(*<*)

theory "termination" imports examples begin

(*>*)

text{*

When a function~$f$ is defined via \isacommand{recdef}, Isabelle tries to prove

its termination with the help of the user-supplied measure.  Each of the examples

above is simple enough that Isabelle can automatically prove that the

argument's measure decreases in each recursive call. As a result,

$f$@{text".simps"} will contain the defining equations (or variants derived

from them) as theorems. For example, look (via \isacommand{thm}) at

@{thm[source]sep.simps} and @{thm[source]sep1.simps} to see that they define

the same function. What is more, those equations are automatically declared as

simplification rules.

Isabelle may fail to prove the termination condition for some

recursive call.  Let us try to define Quicksort:*}

consts qs :: "nat list \<Rightarrow> nat list"

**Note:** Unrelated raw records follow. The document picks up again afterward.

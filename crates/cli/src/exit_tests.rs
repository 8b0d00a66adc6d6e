// SPDX-License-Identifier: BUSL-1.1
// Copyright (c) 2026 Alfred Jean LLC

use super::*;

#[test]
fn config_errors_exit_one() {
    let err = anyhow::Error::new(ConfigError::Missing("conf/cuckoo.toml".to_string()));
    assert_eq!(code_for(&err), 1);

    let err = anyhow::Error::new(LifecycleError::Config(ConfigError::Invalid(
        "bad".to_string(),
    )));
    assert_eq!(code_for(&err), 1);
}

#[test]
fn cwd_errors_exit_one() {
    let err = anyhow::Error::new(cuckoo_core::CwdError::Missing("/nope".into()));
    assert_eq!(code_for(&err), 1);
}

#[test]
fn machinery_config_errors_exit_one() {
    let err = anyhow::Error::new(cuckoo_machinery::MachineryConfError::UnknownMachinery(
        "vmware".to_string(),
    ));
    assert_eq!(code_for(&err), 1);
}

#[test]
fn runtime_errors_exit_two() {
    let err = anyhow::anyhow!("the hypervisor caught fire");
    assert_eq!(code_for(&err), 2);

    let err = anyhow::Error::new(LifecycleError::LockFailed("pid".to_string()));
    assert_eq!(code_for(&err), 2);
}

#[test]
fn wrapped_config_errors_are_still_found() {
    let err = anyhow::Error::new(ConfigError::Invalid("x".to_string()))
        .context("while starting the daemon");
    assert_eq!(code_for(&err), 1);
}
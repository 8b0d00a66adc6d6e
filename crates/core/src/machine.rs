// SPDX-License-Identifier: BUSL-1.1
// Copyright (c) 2026 Alfred Jean LLC

//! Configured machines and their runtime state.

use crate::id::{MachineName, TaskId};
use serde::{Deserialize, Serialize};
use std::collections::BTreeSet;
use std::fmt;
use std::net::IpAddr;

/// Normalized runtime state of a machine.
///
/// `Restoring` and `Stopping` are owned by the pool; drivers only ever
/// report `Poweroff`, `Running`, `Suspended` or `Error`.
#[derive(Debug, Clone, Copy, PartialEq, Eq, Serialize, Deserialize)]
#[serde(rename_all = "snake_case")]
pub enum MachineState {
    Poweroff,
    Restoring,
    Running,
    Stopping,
    Suspended,
    Error,
    Disabled,
}

impl fmt::Display for MachineState {
    fn fmt(&self, f: &mut fmt::Formatter<'_>) -> fmt::Result {
        let s = match self {
            MachineState::Poweroff => "poweroff",
            MachineState::Restoring => "restoring",
            MachineState::Running => "running",
            MachineState::Stopping => "stopping",
            MachineState::Suspended => "suspended",
            MachineState::Error => "error",
            MachineState::Disabled => "disabled",
        };
        write!(f, "{s}")
    }
}

/// A configured VM: static configuration plus pool-owned runtime fields.
#[derive(Debug, Clone, PartialEq, Eq, Serialize, Deserialize)]
pub struct Machine {
    pub name: MachineName,
    #[serde(default, skip_serializing_if = "Option::is_none")]
    pub label: Option<String>,
    pub ip: IpAddr,
    pub platform: String,
    pub os_version: String,
    #[serde(default = "default_architecture")]
    pub architecture: String,
    #[serde(default = "default_agent_port")]
    pub agent_port: u16,
    /// Installed-software and capability tags (`dotnet`, `browser_firefox`).
    #[serde(default, skip_serializing_if = "BTreeSet::is_empty")]
    pub tags: BTreeSet<String>,
    #[serde(default, skip_serializing_if = "Option::is_none")]
    pub mac: Option<String>,
    #[serde(default, skip_serializing_if = "Option::is_none")]
    pub interface: Option<String>,
    /// Snapshot reference to restore before each detonation. `None` lets
    /// the driver use the hypervisor's current snapshot.
    #[serde(default, skip_serializing_if = "Option::is_none")]
    pub snapshot: Option<String>,
    /// Name of the machinery driver this machine belongs to.
    pub machinery: String,

    // -- runtime fields, owned by the machine pool --
    #[serde(default = "default_state")]
    pub state: MachineState,
    /// Task currently holding the reservation, if any.
    #[serde(default, skip_serializing_if = "Option::is_none")]
    pub reserved_by: Option<TaskId>,
    /// Task currently holding the operational lock, if any.
    #[serde(default, skip_serializing_if = "Option::is_none")]
    pub locked_by: Option<TaskId>,
    #[serde(default, skip_serializing_if = "Option::is_none")]
    pub disabled_reason: Option<String>,
    /// Epoch ms of the last release, for least-recently-used tie-breaks.
    #[serde(default)]
    pub last_used_ms: u64,
}

fn default_architecture() -> String {
    "amd64".to_string()
}

fn default_agent_port() -> u16 {
    8000
}

fn default_state() -> MachineState {
    MachineState::Poweroff
}

impl Machine {
    /// A machine can be handed to the scheduler iff it is powered off, not
    /// disabled, not locked, and not reserved by another task.
    pub fn is_eligible_for(&self, task: &TaskId) -> bool {
        self.state == MachineState::Poweroff
            && self.disabled_reason.is_none()
            && self.locked_by.is_none()
            && self
                .reserved_by
                .as_ref()
                .is_none_or(|holder| holder == task)
    }

    /// Platform/version/tag match against a task's requirements.
    pub fn satisfies(
        &self,
        platform: &str,
        os_version: &str,
        required_tags: &BTreeSet<String>,
    ) -> bool {
        self.platform == platform
            && self.os_version == os_version
            && required_tags.is_subset(&self.tags)
    }

    pub fn is_disabled(&self) -> bool {
        self.disabled_reason.is_some() || self.state == MachineState::Disabled
    }
}

#[cfg(test)]
#[path = "machine_tests.rs"]
mod tests;
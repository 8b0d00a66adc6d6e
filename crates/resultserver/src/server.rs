// SPDX-License-Identifier: BUSL-1.1
// Copyright (c) 2026 Alfred Jean LLC

//! The result server: a long-running TCP acceptor that demultiplexes
//! guest uploads into per-task storage.
//!
//! Parallel connections per task are allowed; only writes to the same
//! destination file serialize (per-(task,stream) lock in the registry).
//! Reads apply TCP back-pressure naturally: a frame is written to disk
//! before the next one is read. Peer misbehavior (bad magic, unknown
//! task, wrong source IP, oversized frame) drops the connection; the task
//! itself proceeds.

use crate::frame::{self, FrameError, StreamKind};
use crate::registry::{RunningTasks, TaskRegistration};
use std::collections::BTreeSet;
use std::io::Write;
use std::net::SocketAddr;
use std::path::{Path, PathBuf};
use thiserror::Error;
use tokio::net::{TcpListener, TcpStream};
use tracing::{debug, info, warn};

#[derive(Debug, Error)]
pub enum ResultServerError {
    #[error("failed to bind result server at {0}: {1}")]
    BindFailed(SocketAddr, std::io::Error),
    #[error("IO error: {0}")]
    Io(#[from] std::io::Error),
}

/// The accept loop plus the registry connections are validated against.
pub struct ResultServer {
    listener: TcpListener,
    registry: RunningTasks,
    max_frame_len: u32,
}

impl ResultServer {
    pub async fn bind(
        addr: SocketAddr,
        registry: RunningTasks,
        max_frame_len: u32,
    ) -> Result<Self, ResultServerError> {
        let listener = TcpListener::bind(addr)
            .await
            .map_err(|e| ResultServerError::BindFailed(addr, e))?;
        info!(addr = %addr, "result server listening");
        Ok(Self {
            listener,
            registry,
            max_frame_len,
        })
    }

    /// The locally bound address (useful when the port was 0).
    pub fn local_addr(&self) -> Result<SocketAddr, std::io::Error> {
        self.listener.local_addr()
    }

    /// Accept connections until the task is dropped.
    pub async fn run(self) {
        loop {
            match self.listener.accept().await {
                Ok((stream, peer)) => {
                    let registry = self.registry.clone();
                    let max_frame_len = self.max_frame_len;
                    tokio::spawn(async move {
                        if let Err(e) =
                            handle_connection(stream, peer, registry, max_frame_len).await
                        {
                            debug!(peer = %peer, error = %e, "result connection dropped");
                        }
                    });
                }
                Err(e) => {
                    warn!(error = %e, "result server accept failed");
                }
            }
        }
    }
}

async fn handle_connection(
    mut stream: TcpStream,
    peer: SocketAddr,
    registry: RunningTasks,
    max_frame_len: u32,
) -> Result<(), FrameError> {
    let header = frame::read_header(&mut stream).await?;

    // Unknown task or wrong source address: close immediately.
    let Some(registration) = registry.validate(&header.task_id, peer.ip()) else {
        warn!(
            task = %header.task_id,
            peer = %peer,
            "rejecting result connection (unknown task or wrong source)"
        );
        return Ok(());
    };

    debug!(task = %header.task_id, peer = %peer, "result connection accepted");

    let mut touched: BTreeSet<StreamKind> = BTreeSet::new();
    let mut saw_done = false;

    loop {
        let frame = match frame::read_frame(&mut stream, max_frame_len).await {
            Ok(Some(frame)) => frame,
            // Clean close at a frame boundary counts as completion.
            Ok(None) => break,
            Err(e) => {
                // Sync what we already accepted, then drop the peer.
                sync_touched(&registration, &touched);
                return Err(e);
            }
        };

        if frame.kind == StreamKind::Done {
            saw_done = true;
            break;
        }
        write_frame(&registry, &registration, frame.kind, &frame.payload).await?;
        touched.insert(frame.kind);
    }

    // Durability point: fsync everything this connection wrote, then
    // signal the waiting runner.
    sync_touched(&registration, &touched);
    if saw_done {
        debug!(task = %registration.task_id, "done frame received");
    }
    registry.mark_done(&registration.task_id);
    Ok(())
}

/// Write one frame's payload to its destination, holding the per-stream
/// single-writer lock for the duration of the write.
async fn write_frame(
    registry: &RunningTasks,
    registration: &TaskRegistration,
    kind: StreamKind,
    payload: &[u8],
) -> Result<(), FrameError> {
    let Some(lock) = registry.stream_lock(&registration.task_id, kind) else {
        // Task deregistered mid-upload; drop the rest silently.
        return Ok(());
    };
    let _guard = lock.lock().await;

    let dest = destination(registry, registration, kind);
    if let Some(parent) = dest.parent() {
        std::fs::create_dir_all(parent)?;
    }

    if kind.is_append() {
        let mut file = std::fs::OpenOptions::new()
            .create(true)
            .append(true)
            .open(&dest)?;
        file.write_all(payload)?;
    } else {
        std::fs::write(&dest, payload)?;
    }
    Ok(())
}

fn destination(
    registry: &RunningTasks,
    registration: &TaskRegistration,
    kind: StreamKind,
) -> PathBuf {
    if let Some(name) = kind.append_filename() {
        return registration.task_dir.join(name);
    }
    // Numbered streams: screenshots/0001.jpg, files/0001.bin, ...
    match kind.numbered_dir() {
        Some((dir, ext)) => {
            let index = registry.next_index(&registration.task_id, kind);
            registration
                .task_dir
                .join(dir)
                .join(format!("{index:04}.{ext}"))
        }
        None => registration.task_dir.join(kind.to_string()),
    }
}

/// Fsync the append files this connection touched. Numbered files are
/// synced implicitly by being fully written before the next read.
fn sync_touched(registration: &TaskRegistration, touched: &BTreeSet<StreamKind>) {
    for kind in touched {
        if let Some(name) = kind.append_filename() {
            sync_file(&registration.task_dir.join(name));
        }
    }
}

fn sync_file(path: &Path) {
    if let Ok(file) = std::fs::File::open(path) {
        if let Err(e) = file.sync_all() {
            warn!(path = %path.display(), error = %e, "fsync failed");
        }
    }
}

#[cfg(test)]
#[path = "server_tests.rs"]
mod tests;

recdef(*<*)(permissive)(*>*) qs "measure length"

 "qs [] = []"

 "qs(x#xs) = qs(filter (\<lambda>y. y\<le>x) xs) @ [x] @ qs(filter (\<lambda>y. x<y) xs)"

text{*\noindent where @{term filter} is predefined and @{term"filter P xs"}

is the list of elements of @{term xs} satisfying @{term P}.

This definition of @{term qs} fails, and Isabelle prints an error message

showing you what it was unable to prove:

@{text[display]"length (filter ... xs) < Suc (length xs)"}

We can either prove this as a separate lemma, or try to figure out which

existing lemmas may help. We opt for the second alternative. The theory of

lists contains the simplification rule @{thm length_filter_le[no_vars]},

which is what we need, provided we turn \mbox{@{text"< Suc"}}

into

@{text"\<le>"} so that the rule applies. Lemma

@{thm[source]less_Suc_eq_le} does just that: @{thm less_Suc_eq_le[no_vars]}.

Now we retry the above definition but supply the lemma(s) just found (or

proved). Because \isacommand{recdef}'s termination prover involves

simplification, we include in our second attempt a hint: the

\attrdx{recdef_simp} attribute says to use @{thm[source]less_Suc_eq_le} as a

simplification rule.\cmmdx{hints}  *}

(*<*)global consts qs :: "nat list \<Rightarrow> nat list" (*>*)

recdef qs "measure length"

 "qs [] = []"

 "qs(x#xs) = qs(filter (\<lambda>y. y\<le>x) xs) @ [x] @ qs(filter (\<lambda>y. x<y) xs)"

(hints recdef_simp: less_Suc_eq_le)

(*<*)local(*>*)

text{*\noindent

This time everything works fine. Now @{thm[source]qs.simps} contains precisely

the stated recursion equations for @{text qs} and they have become

simplification rules.

Thus we can automatically prove results such as this one:

*}

theorem "qs[2,3,0] = qs[3,0,2]"

apply(simp)

done

text{*\noindent

More exciting theorems require induction, which is discussed below.

If the termination proof requires a lemma that is of general use, you can

turn it permanently into a simplification rule, in which case the above

\isacommand{hint} is not necessary. But in the case of

@{thm[source]less_Suc_eq_le} this would be of dubious value.

*}

(*<*)

end

(*>*)